TAIPEI, Taiwan — Reading The Herald Tribune over breakfast in Hong Kong last week, my eye went to the front-page story about how James Chanos — reportedly one of America's most successful short-sellers, who bet that Enron was a fraud and made a fortune when that proved true and its stock collapsed — is now warning that China is "Dubai times 1,000 — or worse" and looking for ways to short that country's economy before its bubbles burst.
I'd offer Chanos two notes of caution.
First, a simple rule of investing that has always served me well: Never short a country with $2 trillion in foreign currency reserves.
Second, it is easy to look at China today and see its enormous problems. For instance, low interest rates, easy credit, an undervalued currency and hot money flowing in from abroad have led to what the Chinese government Sunday called "excessively rising house prices" in major cities, or what some might call a speculative bubble ripe for the shorting.
In the last few days, though, China's central bank has started edging up interest rates and raising the proportion of deposits that banks must set aside as reserves — precisely to take some air out of any asset bubbles.
I am reluctant to sell China short because it has a political class focused on addressing its real problems, as well as a mountain of savings with which to do so (unlike us).
And here is the other thing to keep in mind. Think about all the hype, all the words, that have been written about China's economic development since 1979. What if I told you this: "It may be that we haven't seen anything yet."
All the long-term investments that China has made over the last two decades are just blossoming and could really propel the Chinese economy into the 21st-century knowledge age, starting with its massive investment in infrastructure. Ten years ago, China had a lot of bridges and roads to nowhere. Many of them are now connected. It is also on a crash program of building subways in major cities and high-speed trains to interconnect them.
China also now has 400 million Internet users, and 200 million of them have broadband. America has about 80 million broadband users.
Now take all this infrastructure and mix it together with 27 million students in technical colleges and universities — the most in the world. With just the normal distribution of brains, that's going to bring a lot of brainpower to the market, or, as Bill Gates once said: "In China, when you're one-in-a- million, there are 1,300 other people just like you."
Equally important, more and more Chinese students educated abroad are returning home to work and start new businesses. I had lunch with a group of professors at the Hong Kong University of Science and Technology, who told me that this year they will be offering some 50 full scholarships for graduate students in science and technology. Major U.S. universities are cutting back.

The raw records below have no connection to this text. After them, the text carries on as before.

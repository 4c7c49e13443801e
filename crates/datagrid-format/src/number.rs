use crate::locale::{group_thousands, Locale};

/// Upper bound for fraction digits; larger `fixed` settings are clamped to it.
pub(crate) const MAX_FRACTION_DIGITS: usize = 20;

/// Default fraction digits for float columns without a `fixed` setting.
pub(crate) const FLOAT_DEFAULT_FRACTION_DIGITS: usize = 2;

/// Locale-aware fixed-point number formatter with thousands grouping.
#[derive(Debug, Clone, PartialEq, Eq)]
pub struct NumberFormatter {
    locale: &'static Locale,
    min_fraction_digits: usize,
    max_fraction_digits: usize,
    truncate: bool,
}

impl NumberFormatter {
    pub fn new(
        locale: &'static Locale,
        min_fraction_digits: usize,
        max_fraction_digits: usize,
    ) -> Self {
        let max_fraction_digits = max_fraction_digits.min(MAX_FRACTION_DIGITS);
        Self {
            locale,
            min_fraction_digits: min_fraction_digits.min(max_fraction_digits),
            max_fraction_digits,
            truncate: false,
        }
    }

    /// Formatter for integer columns: values are truncated toward zero, then shown with `fixed`
    /// fraction digits (zero by default).
    pub fn integer(locale: &'static Locale, fixed: Option<u32>) -> Self {
        let digits = fixed.map_or(0, |d| d as usize);
        Self {
            truncate: true,
            ..Self::new(locale, digits, digits)
        }
    }

    /// Formatter for float columns.
    pub fn float(locale: &'static Locale, fixed: Option<u32>) -> Self {
        let digits = fixed.map_or(FLOAT_DEFAULT_FRACTION_DIGITS, |d| d as usize);
        Self::new(locale, digits, digits)
    }

    pub fn min_fraction_digits(&self) -> usize {
        self.min_fraction_digits
    }

    pub fn max_fraction_digits(&self) -> usize {
        self.max_fraction_digits
    }

    pub fn format(&self, value: f64) -> String {
        if value.is_nan() {
            return "NaN".to_string();
        }
        if value.is_infinite() {
            return if value < 0.0 { "-∞" } else { "∞" }.to_string();
        }

        let value = if self.truncate { value.trunc() } else { value };
        let rounded = round_to(value.abs(), self.max_fraction_digits);
        let digits = format!("{:.*}", self.max_fraction_digits, rounded);
        let (int_part, frac_part) = digits.split_once('.').unwrap_or((digits.as_str(), ""));

        let mut frac_part = frac_part.to_string();
        while frac_part.len() > self.min_fraction_digits && frac_part.ends_with('0') {
            frac_part.pop();
        }

        let mut out = String::with_capacity(digits.len() + digits.len() / 3 + 1);
        // Negative zero (e.g. -0.001 at two digits) renders unsigned.
        if value < 0.0 && rounded != 0.0 {
            out.push('-');
        }
        out.push_str(&group_thousands(int_part, self.locale.thousands_separator));
        if !frac_part.is_empty() {
            out.push(self.locale.decimal_separator);
            out.push_str(&frac_part);
        }
        out
    }
}

/// Round half away from zero at `decimals` fraction digits.
fn round_to(value: f64, decimals: usize) -> f64 {
    if decimals == 0 {
        return value.round();
    }
    let factor = 10_f64.powi(decimals as i32);
    let scaled = value * factor;
    if !scaled.is_finite() {
        return value;
    }
    scaled.round() / factor
}

/// Shortest round-trip rendering used when a number has no formatter (e.g. in a string column).
pub(crate) fn format_plain(value: f64) -> String {
    if value == 0.0 {
        return "0".to_string();
    }
    if value.is_nan() {
        return "NaN".to_string();
    }
    if value.is_infinite() {
        return if value < 0.0 { "-∞" } else { "∞" }.to_string();
    }
    value.to_string()
}

#[cfg(test)]
mod tests {
    use super::*;
    use crate::locale::{DE_DE, EN_US, FR_FR};

    #[test]
    fn fixed_overrides_float_precision() {
        let fmt = NumberFormatter::float(&EN_US, Some(3));
        assert_eq!(fmt.format(12345.6789), "12,345.679");
        assert_eq!(fmt.format(-0.5), "-0.500");
    }

    #[test]
    fn float_defaults_to_two_digits() {
        let fmt = NumberFormatter::float(&EN_US, None);
        assert_eq!(fmt.format(1234567.891), "1,234,567.89");
        assert_eq!(fmt.format(2.0), "2.00");
        assert_eq!(fmt.format(0.125), "0.13");
    }

    #[test]
    fn integer_truncates_instead_of_rounding() {
        let fmt = NumberFormatter::integer(&EN_US, None);
        assert_eq!(fmt.format(12345.6789), "12,345");
        assert_eq!(fmt.format(-12345.6789), "-12,345");
        assert_eq!(fmt.format(-0.9), "0");
    }

    #[test]
    fn min_fraction_digits_keep_trailing_zeros() {
        let fmt = NumberFormatter::new(&EN_US, 1, 4);
        assert_eq!(fmt.format(1.5), "1.5");
        assert_eq!(fmt.format(1.0), "1.0");
        assert_eq!(fmt.format(1.23456), "1.2346");
    }

    #[test]
    fn uses_locale_separators() {
        assert_eq!(NumberFormatter::float(&DE_DE, None).format(1234.5), "1.234,50");
        assert_eq!(
            NumberFormatter::float(&FR_FR, Some(1)).format(-1234567.25),
            "-1\u{00A0}234\u{00A0}567,3"
        );
    }

    #[test]
    fn non_finite_values_have_fixed_spellings() {
        let fmt = NumberFormatter::float(&EN_US, None);
        assert_eq!(fmt.format(f64::NAN), "NaN");
        assert_eq!(fmt.format(f64::INFINITY), "∞");
        assert_eq!(fmt.format(f64::NEG_INFINITY), "-∞");
    }

    #[test]
    fn fraction_digits_are_clamped() {
        let fmt = NumberFormatter::float(&EN_US, Some(500));
        assert_eq!(fmt.max_fraction_digits(), MAX_FRACTION_DIGITS);
        assert_eq!(fmt.min_fraction_digits(), MAX_FRACTION_DIGITS);
    }

    #[test]
    fn plain_rendering_avoids_negative_zero() {
        assert_eq!(format_plain(-0.0), "0");
        assert_eq!(format_plain(1.5), "1.5");
    }
}
use serde::{Deserialize, Serialize};

use datagrid_format::{parse_time_zone, CellFormat, ColumnFormatOptions, FieldSetting};

use crate::color::parse_hex;
use crate::error::{ConfigError, ConfigResult};
use crate::record::ColorRecord;

/// Largest `fixed` value the strict validator accepts.
pub const MAX_FIXED: u32 = 20;

/// Foreground treatment of numeric (and boolean) cells.
#[derive(Debug, Clone, Copy, PartialEq, Eq, Hash, Serialize, Deserialize)]
#[serde(rename_all = "lowercase")]
pub enum NumberFgMode {
    Color,
    Bar,
    Disabled,
}

/// Background treatment of numeric cells.
#[derive(Debug, Clone, Copy, PartialEq, Eq, Hash, Serialize, Deserialize)]
#[serde(rename_all = "lowercase")]
pub enum NumberBgMode {
    Color,
    Gradient,
    Disabled,
}

/// Single-color treatment of string and date/datetime cells.
#[derive(Debug, Clone, Copy, PartialEq, Eq, Hash, Serialize, Deserialize)]
#[serde(rename_all = "lowercase")]
pub enum ColorMode {
    Foreground,
    Background,
    Disabled,
}

/// Per-column style configuration as persisted by the host viewer.
///
/// Every field is optional. Values that fail to parse are dropped (and logged at `debug`), so a
/// stale or partially edited config still renders; [`ColumnStyleConfig::validate`] is the opt-in
/// strict check.
#[derive(Debug, Clone, Default, PartialEq, Serialize, Deserialize)]
#[serde(default)]
pub struct ColumnStyleConfig {
    #[serde(flatten)]
    pub format: ColumnFormatOptions,
    #[serde(
        deserialize_with = "datagrid_format::serde_helpers::lenient",
        skip_serializing_if = "Option::is_none"
    )]
    pub number_fg_mode: Option<NumberFgMode>,
    #[serde(
        deserialize_with = "datagrid_format::serde_helpers::lenient",
        skip_serializing_if = "Option::is_none"
    )]
    pub number_bg_mode: Option<NumberBgMode>,
    /// Value at which a bar reaches full width.
    #[serde(
        deserialize_with = "datagrid_format::serde_helpers::lenient",
        skip_serializing_if = "Option::is_none"
    )]
    pub fg_gradient: Option<f64>,
    /// Value at which a gradient background reaches full opacity.
    #[serde(
        deserialize_with = "datagrid_format::serde_helpers::lenient",
        skip_serializing_if = "Option::is_none"
    )]
    pub bg_gradient: Option<f64>,
    #[serde(
        deserialize_with = "datagrid_format::serde_helpers::lenient",
        skip_serializing_if = "Option::is_none"
    )]
    pub pos_fg_color: Option<ColorRecord>,
    #[serde(
        deserialize_with = "datagrid_format::serde_helpers::lenient",
        skip_serializing_if = "Option::is_none"
    )]
    pub neg_fg_color: Option<ColorRecord>,
    #[serde(
        deserialize_with = "datagrid_format::serde_helpers::lenient",
        skip_serializing_if = "Option::is_none"
    )]
    pub pos_bg_color: Option<ColorRecord>,
    #[serde(
        deserialize_with = "datagrid_format::serde_helpers::lenient",
        skip_serializing_if = "Option::is_none"
    )]
    pub neg_bg_color: Option<ColorRecord>,
    #[serde(
        alias = "string_color_mode",
        alias = "datetime_color_mode",
        deserialize_with = "datagrid_format::serde_helpers::lenient",
        skip_serializing_if = "Option::is_none"
    )]
    pub color_mode: Option<ColorMode>,
    #[serde(
        deserialize_with = "datagrid_format::serde_helpers::lenient",
        skip_serializing_if = "Option::is_none"
    )]
    pub color: Option<ColorRecord>,
}

impl ColumnStyleConfig {
    /// Parse a config from JSON. Only a document that isn't a JSON object is an error; bad
    /// individual fields fall back to unset.
    pub fn from_json(json: &str) -> ConfigResult<Self> {
        Ok(serde_json::from_str(json)?)
    }

    pub fn cell_format(&self) -> Option<CellFormat> {
        self.format.format
    }

    /// Check the values that did parse for ranges the renderer would otherwise silently clamp
    /// or ignore. Returns the first problem found.
    pub fn validate(&self) -> ConfigResult<()> {
        if let Some(fixed) = self.format.fixed {
            if fixed > MAX_FIXED {
                return Err(ConfigError::FixedOutOfRange(fixed));
            }
        }

        let gradients = [("fg_gradient", self.fg_gradient), ("bg_gradient", self.bg_gradient)];
        for (field, value) in gradients {
            if let Some(value) = value {
                if !value.is_finite() || value <= 0.0 {
                    return Err(ConfigError::InvalidGradient { field, value });
                }
            }
        }

        if let Some(tz) = &self.format.time_zone {
            if parse_time_zone(tz).is_none() {
                return Err(ConfigError::InvalidTimeZone(tz.clone()));
            }
        }

        if let Some(FieldSetting::Set(digits)) = self.format.fractional_second_digits {
            if !(1..=3).contains(&digits) {
                return Err(ConfigError::InvalidFractionalSecondDigits(digits));
            }
        }

        let records = [
            ("pos_fg_color", &self.pos_fg_color),
            ("neg_fg_color", &self.neg_fg_color),
            ("pos_bg_color", &self.pos_bg_color),
            ("neg_bg_color", &self.neg_bg_color),
            ("color", &self.color),
        ];
        for (field, record) in records {
            if let Some(record) = record {
                if parse_hex(&record.hex) != Some(record.rgb) {
                    return Err(ConfigError::InvalidColor {
                        field,
                        value: record.hex.clone(),
                    });
                }
            }
        }

        Ok(())
    }
}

One of the biggest problems for China's manufacturing and financial sectors has been finding capable middle managers. The reverse-brain drain is eliminating that problem as well.
Finally, as Liu Chao-shiuan, Taiwan's former prime minister, pointed out: When Taiwan moved up the value chain from low-end, labor-intensive manufacturing to higher, value-added work, its factories moved to China or Vietnam. In China, low-end manufacturing moves from coastal China to the less developed western part of the country and becomes an engine for development there.
Taiwanese entrepreneurs now have more than 70,000 factories in China. So I asked several Taiwanese businessmen whether they would "short" China. They vigorously shook their heads no as if I'd asked if they'd go one on one with LeBron James.
But, hey, some people said the same about Enron. Still, I'd rather bet against the euro. Shorting China today? Well, good luck with that, Mr. Chanos. Let us know how it works out for you.